С этого вечера между Аршакяном и Бабенко завязалась теплая дружба. Каждый раз, возвращаясь из полков, Тигран, в каком бы часу ночи это ни было, стучался к нему. Олесь Григорьевич, Улита Дмитриевна, Надежда Олесьевна и в особенности сын ее Митя, мальчик лет одиннадцати — двенадцати, встречали Тиграна, как родного человека, за которого в его отсутствие сильно тревожились.
Митя прямо боготворил Тиграна. Он бросался ему на шею, сейчас же завладевал портупеей. Когда Тигран бывал в полках, Митя терпеливо ждал его возвращения, иногда засиживаясь до поздней ночи.
— Слишком уж балуете вы его! — ласково говорила Тиграну Улита Дмитриевна. Однако было заметно, что старуха радуется дружбе Тиграна с внуком. «Пусть берет пример с такого человека», — думала она.
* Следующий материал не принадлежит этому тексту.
use axum::{
    async_trait,
    extract::FromRequestParts,
    http::{header::AUTHORIZATION, request::Parts, StatusCode},
    response::{IntoResponse, Response},
    Json,
};
use std::sync::Arc;

use super::AuthContext;
use crate::app::AppState;
use crate::error::ErrorResponse;

/// Extractor for a verified Supabase bearer token.
///
/// Handlers that work on company data use `RequireTenant` instead; this one is
/// for routes that only need the auth identity (`/auth/signout`).
#[derive(Debug, Clone)]
pub struct RequireAuth(pub AuthContext);

impl std::ops::Deref for RequireAuth {
    type Target = AuthContext;

    fn deref(&self) -> &Self::Target {
        &self.0
    }
}

#[derive(Debug)]
pub enum AuthError {
    MissingToken,
    InvalidFormat,
    InvalidToken,
}

impl IntoResponse for AuthError {
    fn into_response(self) -> Response {
        let message = match self {
            AuthError::MissingToken => "Missing authorization token",
            AuthError::InvalidFormat => "Invalid authorization format",
            AuthError::InvalidToken => "Invalid or expired token",
        };

        let body = ErrorResponse {
            code: "UNAUTHORIZED".to_string(),
            message: message.to_string(),
            request_id: None,
        };

        (StatusCode::UNAUTHORIZED, Json(body)).into_response()
    }
}

fn bearer_token(parts: &Parts) -> Result<&str, AuthError> {
    let header = parts
        .headers
        .get(AUTHORIZATION)
        .ok_or(AuthError::MissingToken)?
        .to_str()
        .map_err(|_| AuthError::InvalidFormat)?;

    let token = header
        .strip_prefix("Bearer ")
        .or_else(|| header.strip_prefix("bearer "))
        .ok_or(AuthError::InvalidFormat)?
        .trim();

    if token.is_empty() {
        return Err(AuthError::MissingToken);
    }
    Ok(token)
}

#[async_trait]
impl FromRequestParts<Arc<AppState>> for RequireAuth {
    type Rejection = AuthError;

    async fn from_request_parts(
        parts: &mut Parts,
        state: &Arc<AppState>,
    ) -> Result<Self, Self::Rejection> {
        let token = bearer_token(parts)?;

        let claims = state.jwks_cache.verify_token(token).await.map_err(|e| {
            tracing::warn!(error = %e, "JWT verification failed");
            AuthError::InvalidToken
        })?;

        let context = AuthContext::from_claims_with_token(&claims, token).map_err(|e| {
            tracing::warn!(error = %e, "Failed to build auth context");
            AuthError::InvalidToken
        })?;

        Ok(RequireAuth(context))
    }
}

#[cfg(test)]
mod tests {
    use super::*;
    use axum::http::Request;

    fn parts_with(header: Option<&str>) -> Parts {
        let mut builder = Request::builder().uri("/projects");
        if let Some(value) = header {
            builder = builder.header(AUTHORIZATION, value);
        }
        builder.body(()).unwrap().into_parts().0
    }

    #[test]
    fn bearer_token_parsing() {
        assert_eq!(bearer_token(&parts_with(Some("Bearer abc.def"))).unwrap(), "abc.def");
        assert!(matches!(bearer_token(&parts_with(None)), Err(AuthError::MissingToken)));
        assert!(matches!(
            bearer_token(&parts_with(Some("Basic dXNlcg=="))),
            Err(AuthError::InvalidFormat)
        ));
        assert!(matches!(
            bearer_token(&parts_with(Some("Bearer  "))),
            Err(AuthError::MissingToken)
        ));
    }
}
//! Vendor directory: suppliers, rental houses and subcontractors.

use axum::{
    extract::{Multipart, Path, Query, State},
    response::IntoResponse,
    Json,
};
use chrono::{DateTime, NaiveDate, Utc};
use rust_decimal::Decimal;
use std::sync::Arc;
use uuid::Uuid;

use super::{like_pattern, read_file_field, trimmed, validated};
use crate::api::{Created, DataResponse, MessageResponse, Paginated, PaginationParams};
use crate::app::AppState;
use crate::auth::RequireTenant;
use crate::domain::imports::CatalogImportResult;
use crate::domain::vendors::{CreateVendorRequest, UpdateVendorRequest, VendorQuery, VendorResponse};
use crate::domain::{decimal_to_f64, f64_to_decimal};
use crate::error::ApiError;
use crate::services::csv_import;

#[derive(Debug, sqlx::FromRow)]
pub(crate) struct VendorRow {
    pub id: Uuid,
    pub company_id: Uuid,
    pub name: String,
    pub category: String,
    pub contact_name: Option<String>,
    pub email: Option<String>,
    pub phone: Option<String>,
    pub address_line1: Option<String>,
    pub address_line2: Option<String>,
    pub city: Option<String>,
    pub state: Option<String>,
    pub zip_code: Option<String>,
    pub license_number: Option<String>,
    pub insurance_expiry: Option<NaiveDate>,
    pub rating: Option<Decimal>,
    pub is_preferred: bool,
    pub is_active: bool,
    pub notes: Option<String>,
    pub created_at: DateTime<Utc>,
    pub updated_at: DateTime<Utc>,
}

impl From<VendorRow> for VendorResponse {
    fn from(row: VendorRow) -> Self {
        Self {
            id: row.id,
            company_id: row.company_id,
            name: row.name,
            category: row.category,
            contact_name: row.contact_name,
            email: row.email,
            phone: row.phone,
            address_line1: row.address_line1,
            address_line2: row.address_line2,
            city: row.city,
            state: row.state,
            zip_code: row.zip_code,
            license_number: row.license_number,
            insurance_expiry: row.insurance_expiry,
            rating: row.rating.map(decimal_to_f64),
            is_preferred: row.is_preferred,
            is_active: row.is_active,
            notes: row.notes,
            created_at: row.created_at,
            updated_at: row.updated_at,
        }
    }
}

pub(crate) const VENDOR_COLUMNS: &str = "id, company_id, name, category, contact_name, email, phone, \
     address_line1, address_line2, city, state, zip_code, license_number, insurance_expiry, \
     rating, is_preferred, is_active, notes, created_at, updated_at";

/// Vendor owned by the company
pub(crate) async fn find_vendor(
    db: &sqlx::PgPool,
    company_id: Uuid,
    vendor_id: Uuid,
) -> Result<Option<VendorRow>, ApiError> {
    let row = sqlx::query_as(&format!(
        "SELECT {} FROM vendors WHERE id = $1 AND company_id = $2",
        VENDOR_COLUMNS
    ))
    .bind(vendor_id)
    .bind(company_id)
    .fetch_optional(db)
    .await?;
    Ok(row)
}

fn rating(value: Option<f64>) -> Option<Decimal> {
    value.and_then(f64_to_decimal)
}

/// GET /vendors
pub async fn list_vendors(
    State(state): State<Arc<AppState>>,
    tenant: RequireTenant,
    Query(params): Query<PaginationParams>,
    Query(query): Query<VendorQuery>,
) -> Result<impl IntoResponse, ApiError> {
    let search = like_pattern(query.search.as_deref());
    let category = query.category.map(|c| c.as_str());

    let filter = r#"
        WHERE company_id = $1
        AND ($2::text IS NULL OR category = $2)
        AND ($3::boolean IS NULL OR is_active = $3)
        AND ($4::boolean IS NULL OR is_preferred = $4)
        AND ($5::text IS NULL OR name ILIKE $5 OR contact_name ILIKE $5 OR email ILIKE $5)
    "#;

    let total: i64 = sqlx::query_scalar(&format!("SELECT COUNT(*) FROM vendors {}", filter))
        .bind(tenant.company_id)
        .bind(category)
        .bind(query.is_active)
        .bind(query.is_preferred)
        .bind(&search)
        .fetch_one(&state.db)
        .await?;

    let rows: Vec<VendorRow> = sqlx::query_as(&format!(
        "SELECT {} FROM vendors {} ORDER BY is_preferred DESC, name LIMIT $6 OFFSET $7",
        VENDOR_COLUMNS, filter
    ))
    .bind(tenant.company_id)
    .bind(category)
    .bind(query.is_active)
    .bind(query.is_preferred)
    .bind(&search)
    .bind(params.limit())
    .bind(params.offset())
    .fetch_all(&state.db)
    .await?;

    let data: Vec<VendorResponse> = rows.into_iter().map(Into::into).collect();
    Ok(Paginated::new(data, &params, total))
}

/// POST /vendors
pub async fn create_vendor(
    State(state): State<Arc<AppState>>,
    tenant: RequireTenant,
    Json(req): Json<CreateVendorRequest>,
) -> Result<impl IntoResponse, ApiError> {
    validated(req.validate())?;

    let row: VendorRow = sqlx::query_as(&format!(
        r#"
        INSERT INTO vendors (company_id, name, category, contact_name, email, phone,
                             address_line1, address_line2, city, state, zip_code,
                             license_number, insurance_expiry, rating, is_preferred,
                             is_active, notes)
        VALUES ($1, $2, $3, $4, $5, $6, $7, $8, $9, $10, $11, $12, $13, $14, $15, $16, $17)
        RETURNING {}
        "#,
        VENDOR_COLUMNS
    ))
    .bind(tenant.company_id)
    .bind(req.name.trim())
    .bind(req.category.as_str())
    .bind(trimmed(req.contact_name))
    .bind(trimmed(req.email))
    .bind(trimmed(req.phone))
    .bind(trimmed(req.address_line1))
    .bind(trimmed(req.address_line2))
    .bind(trimmed(req.city))
    .bind(trimmed(req.state))
    .bind(trimmed(req.zip_code))
    .bind(trimmed(req.license_number))
    .bind(req.insurance_expiry)
    .bind(rating(req.rating))
    .bind(req.is_preferred)
    .bind(req.is_active)
    .bind(trimmed(req.notes))
    .fetch_one(&state.db)
    .await?;

    tracing::info!(
        user_id = %tenant.user_id,
        company_id = %tenant.company_id,
        vendor_id = %row.id,
        category = %row.category,
        "Vendor created"
    );

    Ok(Created(VendorResponse::from(row)))
}

/// GET /vendors/:vendor_id
pub async fn get_vendor(
    State(state): State<Arc<AppState>>,
    tenant: RequireTenant,
    Path(vendor_id): Path<Uuid>,
) -> Result<impl IntoResponse, ApiError> {
    let row = find_vendor(&state.db, tenant.company_id, vendor_id)
        .await?
        .ok_or_else(|| ApiError::not_found("Vendor not found"))?;
    Ok(Json(DataResponse::new(VendorResponse::from(row))))
}

/// PUT /vendors/:vendor_id
pub async fn update_vendor(
    State(state): State<Arc<AppState>>,
    tenant: RequireTenant,
    Path(vendor_id): Path<Uuid>,
    Json(req): Json<UpdateVendorRequest>,
) -> Result<impl IntoResponse, ApiError> {
    validated(req.validate())?;

    let row: VendorRow = sqlx::query_as(&format!(
        r#"
        UPDATE vendors SET
            name = COALESCE($3, name),
            category = COALESCE($4, category),
            contact_name = COALESCE($5, contact_name),
            email = COALESCE($6, email),
            phone = COALESCE($7, phone),
            address_line1 = COALESCE($8, address_line1),
            address_line2 = COALESCE($9, address_line2),
            city = COALESCE($10, city),
            state = COALESCE($11, state),
            zip_code = COALESCE($12, zip_code),
            license_number = COALESCE($13, license_number),
            insurance_expiry = COALESCE($14, insurance_expiry),
            rating = COALESCE($15, rating),
            is_preferred = COALESCE($16, is_preferred),
            is_active = COALESCE($17, is_active),
            notes = COALESCE($18, notes),
            updated_at = NOW()
        WHERE id = $1 AND company_id = $2
        RETURNING {}
        "#,
        VENDOR_COLUMNS
    ))
    .bind(vendor_id)
    .bind(tenant.company_id)
    .bind(trimmed(req.name))
    .bind(req.category.map(|c| c.as_str()))
    .bind(trimmed(req.contact_name))
    .bind(trimmed(req.email))
    .bind(trimmed(req.phone))
    .bind(trimmed(req.address_line1))
    .bind(trimmed(req.address_line2))
    .bind(trimmed(req.city))
    .bind(trimmed(req.state))
    .bind(trimmed(req.zip_code))
    .bind(trimmed(req.license_number))
    .bind(req.insurance_expiry)
    .bind(rating(req.rating))
    .bind(req.is_preferred)
    .bind(req.is_active)
    .bind(trimmed(req.notes))
    .fetch_optional(&state.db)
    .await?
    .ok_or_else(|| ApiError::not_found("Vendor not found"))?;

    tracing::info!(
        user_id = %tenant.user_id,
        company_id = %tenant.company_id,
        vendor_id = %vendor_id,
        "Vendor updated"
    );

    Ok(Json(DataResponse::new(VendorResponse::from(row))))
}

/// DELETE /vendors/:vendor_id
///
/// Quotes and quote requests keep the vendor name and email they copied.
pub async fn delete_vendor(
    State(state): State<Arc<AppState>>,
    tenant: RequireTenant,
    Path(vendor_id): Path<Uuid>,
) -> Result<impl IntoResponse, ApiError> {
    let result = sqlx::query("DELETE FROM vendors WHERE id = $1 AND company_id = $2")
        .bind(vendor_id)
        .bind(tenant.company_id)
        .execute(&state.db)
        .await?;

    if result.rows_affected() == 0 {
        return Err(ApiError::not_found("Vendor not found"));
    }

    tracing::info!(
        user_id = %tenant.user_id,
        company_id = %tenant.company_id,
        vendor_id = %vendor_id,
        "Vendor deleted"
    );

    Ok(Json(MessageResponse::new("Vendor deleted")))
}

/// POST /vendors/import (multipart: `file`)
///
/// A row whose name matches an existing vendor (case-insensitive) updates it.
pub async fn import_vendors(
    State(state): State<Arc<AppState>>,
    tenant: RequireTenant,
    multipart: Multipart,
) -> Result<impl IntoResponse, ApiError> {
    let bytes = read_file_field(multipart, state.settings.max_upload_bytes).await?;
    let (rows, errors) = csv_import::parse_vendors(&bytes)?;

    let mut result = CatalogImportResult {
        skipped: errors.len(),
        errors,
        ..Default::default()
    };

    let mut tx = state.db.begin().await?;
    for row in &rows {
        let existing: Option<Uuid> = sqlx::query_scalar(
            "SELECT id FROM vendors WHERE company_id = $1 AND LOWER(name) = LOWER($2) LIMIT 1",
        )
        .bind(tenant.company_id)
        .bind(&row.name)
        .fetch_optional(&mut *tx)
        .await?;

        match existing {
            Some(vendor_id) => {
                sqlx::query(
                    r#"
                    UPDATE vendors SET
                        category = $2,
                        contact_name = COALESCE($3, contact_name),
                        email = COALESCE($4, email),
                        phone = COALESCE($5, phone),
                        city = COALESCE($6, city),
                        state = COALESCE($7, state),
                        updated_at = NOW()
                    WHERE id = $1
                    "#,
                )
                .bind(vendor_id)
                .bind(row.category.as_str())
                .bind(&row.contact_name)
                .bind(&row.email)
                .bind(&row.phone)
                .bind(&row.city)
                .bind(&row.state)
                .execute(&mut *tx)
                .await?;
                result.updated += 1;
            }
            None => {
                sqlx::query(
                    r#"
                    INSERT INTO vendors (company_id, name, category, contact_name, email, phone,
                                         city, state)
                    VALUES ($1, $2, $3, $4, $5, $6, $7, $8)
                    "#,
                )
                .bind(tenant.company_id)
                .bind(&row.name)
                .bind(row.category.as_str())
                .bind(&row.contact_name)
                .bind(&row.email)
                .bind(&row.phone)
                .bind(&row.city)
                .bind(&row.state)
                .execute(&mut *tx)
                .await?;
                result.created += 1;
            }
        }
    }
    tx.commit().await?;

    tracing::info!(
        user_id = %tenant.user_id,
        company_id = %tenant.company_id,
        created = result.created,
        updated = result.updated,
        skipped = result.skipped,
        "Vendors imported"
    );

    Ok(Json(DataResponse::new(result)))
}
Надежда Олесьевна часто принимала участие в беседах отца с Тиграном. Муж ее, прославленный летчик, командир эскадрильи, был на фронте с первых же дней войны. Уже давно от него перестали приходить письма. В первую же неделю войны Надежда Олесьевна с Митей перебрались из Харькова к отцу. Чувствовалось, что старый Бабенко очень любил зятя. Когда речь заходила о нем, Олесь Григорьевич не скупился на похвалы. Молодая женщина редко упоминала о муже, но когда о нем говорил отец, была не в силах скрыть волнение.
Тигран относился к ней с уважением и никогда не задевал чувств любящей женщины неосторожным словом. Сперва его смущала заботливость Надежды Олесьевны, потом он освоился с этим.
Проходили дни и недели, а линия фронта на этом участке оставалась неизменной. Город каждый день слышал артиллерийскую перестрелку. Было несколько бомбежек, не причинивших особого вреда.
Приблизительно раз в неделю Аршакян появлялся в семье Бабенко. В последние свои приходы он заставал старика за письменным столом, сосредоточенно записывающим что-то.
Однажды Митя с таинственным видом сообщил Аршакяну на ухо:
— А дед историю пишет, историю нашей Вовчи!
Надежда Олесьевна подтвердила слова сына. В тот же вечер старик Бабенко попросил Аршакяна ознакомиться с его рукописью и решить, стоит ее продолжать или нет.
Тигран согласился и ночью при свете керосиновой лампы засел за рукопись. «Краткая летопись города Вовчи» была не научным трудом, а наивным описанием событий, случившихся в этом городе в разное время.